Monday, 15 September 2014

Has It Been Done Before? Optimize Your Patent Search Using Patent Scraping Technology

Has it been done before? Optimize your Patent Search using Patent Scraping Technology.

Since the US patent office opened in 1790, inventors across the United States have been submitting all sorts of great products and half-baked ideas to their database. Nowadays, many individuals get ideas for great products only to have the patent office do a patent search and tell them that their ideas have already been patented by someone else! Herin lies a question: How do I perform a patent search to find out if my invention has already been patented before I invest time and money into developing it?

The US patent office patent search database is available to anyone with internet access.

US Patent Search Homepage


Performing a patent search with the patent searching tools on the US Patent office webpage can prove to be a very time consuming process. For example, patent searching the database for "dog" and "food" yields 5745 patent search results. The straight-forward approach to investigating the patent search results for your particular idea is to go through all 5745 results one at a time looking for yours. Get some munchies and settle in, this could take a while! The patent search database sorts results by patent number instead of relevancy. This means that if your idea was recently patented, you will find it near the top but if it wasn't, you could be searching for quite a while. Also, most patent search results have images associated with them. Downloading and displaying these images over the internet can be very time consuming depending on you internet connection and the availability of the patent search database servers.

Because patent searches take such a long time, many companies and organizations are looking ways to improve the process. Some organizations and companies will hire employees for the sole purpose of performing patent searches for them. Others contract out the job to small business that specialize in patent searches. The latest technology for performing patent searches is called patent scraping.

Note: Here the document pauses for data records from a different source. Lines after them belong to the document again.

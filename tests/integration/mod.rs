//! Integration Tests Module
//!
//! End-to-end tests of the engine against a scripted oracle:
//! run orchestration scenarios, history navigation through the store and
//! workspace persistence.

// Run orchestrator scenarios (plan, build, verify, correct, cancel)
mod orchestrator_test;

// History store navigation and project lifecycle
mod history_test;

// Workspace store and AppState save/load
mod persistence_test;

use std::collections::VecDeque;
use std::sync::{Arc, Mutex};
use std::time::Duration;

use async_trait::async_trait;
use prompt_forge::services::context::ContextOptimizer;
use prompt_forge::services::history::HistoryStore;
use prompt_forge::services::oracle::{OracleGateway, RetryPolicy};
use prompt_forge::services::orchestrator::{OrchestratorSettings, RunOrchestrator, RunStatus};
use prompt_forge::services::telemetry::TelemetryHub;
use prompt_forge::ContextBudget;
use prompt_forge_llm::{
    LlmError, LlmProvider, LlmRequestOptions, LlmResponse, LlmResult, Message, ProviderConfig,
    StopReason, UsageStats,
};
use serde_json::json;

// ============================================================================
// Scripted oracle
// ============================================================================

/// One scripted provider reaction.
pub enum Step {
    Reply(String),
    Fail(LlmError),
    /// Never answers; only cancellation ends the call
    Hang,
}

/// A request as the provider received it.
#[derive(Debug, Clone)]
pub struct CapturedRequest {
    pub messages: Vec<Message>,
    pub system: Option<String>,
}

impl CapturedRequest {
    pub fn text(&self) -> String {
        self.messages
            .iter()
            .map(|m| m.text_content())
            .collect::<Vec<_>>()
            .join("\n")
    }
}

pub struct MockProvider {
    config: ProviderConfig,
    script: Mutex<VecDeque<Step>>,
    requests: Mutex<Vec<CapturedRequest>>,
}

impl MockProvider {
    pub fn new(steps: Vec<Step>) -> Self {
        Self {
            config: ProviderConfig::default(),
            script: Mutex::new(steps.into()),
            requests: Mutex::new(Vec::new()),
        }
    }

    pub fn push(&self, step: Step) {
        self.script.lock().unwrap().push_back(step);
    }

    pub fn requests(&self) -> Vec<CapturedRequest> {
        self.requests.lock().unwrap().clone()
    }

    pub fn calls(&self) -> usize {
        self.requests.lock().unwrap().len()
    }
}

#[async_trait]
impl LlmProvider for MockProvider {
    fn name(&self) -> &'static str {
        "mock"
    }

    fn model(&self) -> &str {
        "mock-model"
    }

    async fn send_message(
        &self,
        messages: Vec<Message>,
        system: Option<String>,
        _request_options: LlmRequestOptions,
    ) -> LlmResult<LlmResponse> {
        self.requests
            .lock()
            .unwrap()
            .push(CapturedRequest { messages, system });
        let step = self.script.lock().unwrap().pop_front();
        match step {
            Some(Step::Reply(text)) => Ok(LlmResponse {
                content: Some(text),
                stop_reason: StopReason::EndTurn,
                usage: UsageStats {
                    input_tokens: 100,
                    output_tokens: 50,
                    thinking_tokens: None,
                },
                model: "mock-model".to_string(),
            }),
            Some(Step::Fail(err)) => Err(err),
            Some(Step::Hang) => std::future::pending().await,
            None => Err(LlmError::InvalidRequest {
                message: "script exhausted".to_string(),
            }),
        }
    }

    async fn health_check(&self) -> LlmResult<()> {
        Ok(())
    }

    fn config(&self) -> &ProviderConfig {
        &self.config
    }
}

// ============================================================================
// Oracle payloads
// ============================================================================

pub fn chat_reply(message: &str) -> Step {
    Step::Reply(json!({"type": "CHAT", "message": message}).to_string())
}

pub fn plan_reply(name: &str) -> Step {
    let body = json!({
        "type": "PLAN",
        "message": format!("Here is a plan for {}.", name),
        "plan": {
            "name": name,
            "description": "A simple list of things to do",
            "features": ["Add todos", "Complete todos"],
            "files": [
                {"path": "index.html", "purpose": "Markup"},
                {"path": "app.js", "purpose": "Logic"},
                {"path": "style.css", "purpose": "Styling"}
            ],
            "techStack": ["HTML", "JavaScript"]
        }
    });
    // oracles like to wrap their JSON in prose and fences
    Step::Reply(format!("Sure!\n```json\n{}\n```", body))
}

pub fn modify_reply(reason: &str, files: &[(&str, &str)]) -> Step {
    let changes: Vec<_> = files
        .iter()
        .map(|(path, content)| json!({"action": "create", "path": path, "content": content}))
        .collect();
    Step::Reply(
        json!({
            "type": "MODIFY_CODE",
            "modification": {
                "reason": reason,
                "changes": changes,
                "preview": {"web": "<h1>preview</h1>"}
            }
        })
        .to_string(),
    )
}

pub fn todo_app_reply() -> Step {
    modify_reply(
        "Initial build of the todo app",
        &[
            ("index.html", "<script src=\"app.js\"></script>"),
            ("app.js", "const todos = [];"),
            ("style.css", "body { margin: 0; }"),
        ],
    )
}

// ============================================================================
// Engine harness
// ============================================================================

pub struct Harness {
    pub orchestrator: Arc<RunOrchestrator>,
    pub history: Arc<HistoryStore>,
    pub provider: Arc<MockProvider>,
}

pub fn fast_settings(verify_timeout_ms: u64) -> OrchestratorSettings {
    OrchestratorSettings {
        verify_timeout: Duration::from_millis(verify_timeout_ms),
        max_auto_corrections: 3,
    }
}

pub fn harness(steps: Vec<Step>, settings: OrchestratorSettings) -> Harness {
    let provider = Arc::new(MockProvider::new(steps));
    let history = Arc::new(HistoryStore::new(20));
    let retry = RetryPolicy {
        max_retries: 2,
        initial_delay: Duration::from_millis(1),
        max_delay: Duration::from_millis(5),
    };
    let gateway = Arc::new(OracleGateway::new(
        provider.clone(),
        ContextOptimizer::new(ContextBudget::default()).unwrap(),
        retry,
    ));
    let orchestrator = Arc::new(RunOrchestrator::new(
        history.clone(),
        gateway,
        Arc::new(TelemetryHub::new()),
        settings,
    ));
    Harness {
        orchestrator,
        history,
        provider,
    }
}

/// Poll the run status until `ready` holds.
pub async fn wait_for_status<F>(orchestrator: &RunOrchestrator, project_id: &str, ready: F) -> RunStatus
where
    F: Fn(&RunStatus) -> bool,
{
    for _ in 0..500 {
        let status = orchestrator.status(project_id).await.unwrap();
        if ready(&status) {
            return status;
        }
        tokio::time::sleep(Duration::from_millis(5)).await;
    }
    panic!("run status never reached the expected state");
}

/// Poll until the provider has received `count` requests.
pub async fn wait_for_calls(provider: &MockProvider, count: usize) {
    for _ in 0..500 {
        if provider.calls() >= count {
            return;
        }
        tokio::time::sleep(Duration::from_millis(5)).await;
    }
    panic!("provider never received {} request(s)", count);
}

Patent scraping is the process of writing computer automated scripts that analyze a website and copy only the content you are interested in into easily accessible databases or spreadsheets on your computer. Because it is a computerized script performing the patent search, you don't need a separate employee to get the data, you can let it run the patent scraping while you perform other important tasks! Patent scraping technology can also extract text content from images. By saving the images and textual content to your computer, you can then very efficiently search them for content and relevancy; thus saving you lots of time that could be better spent actually inventing something!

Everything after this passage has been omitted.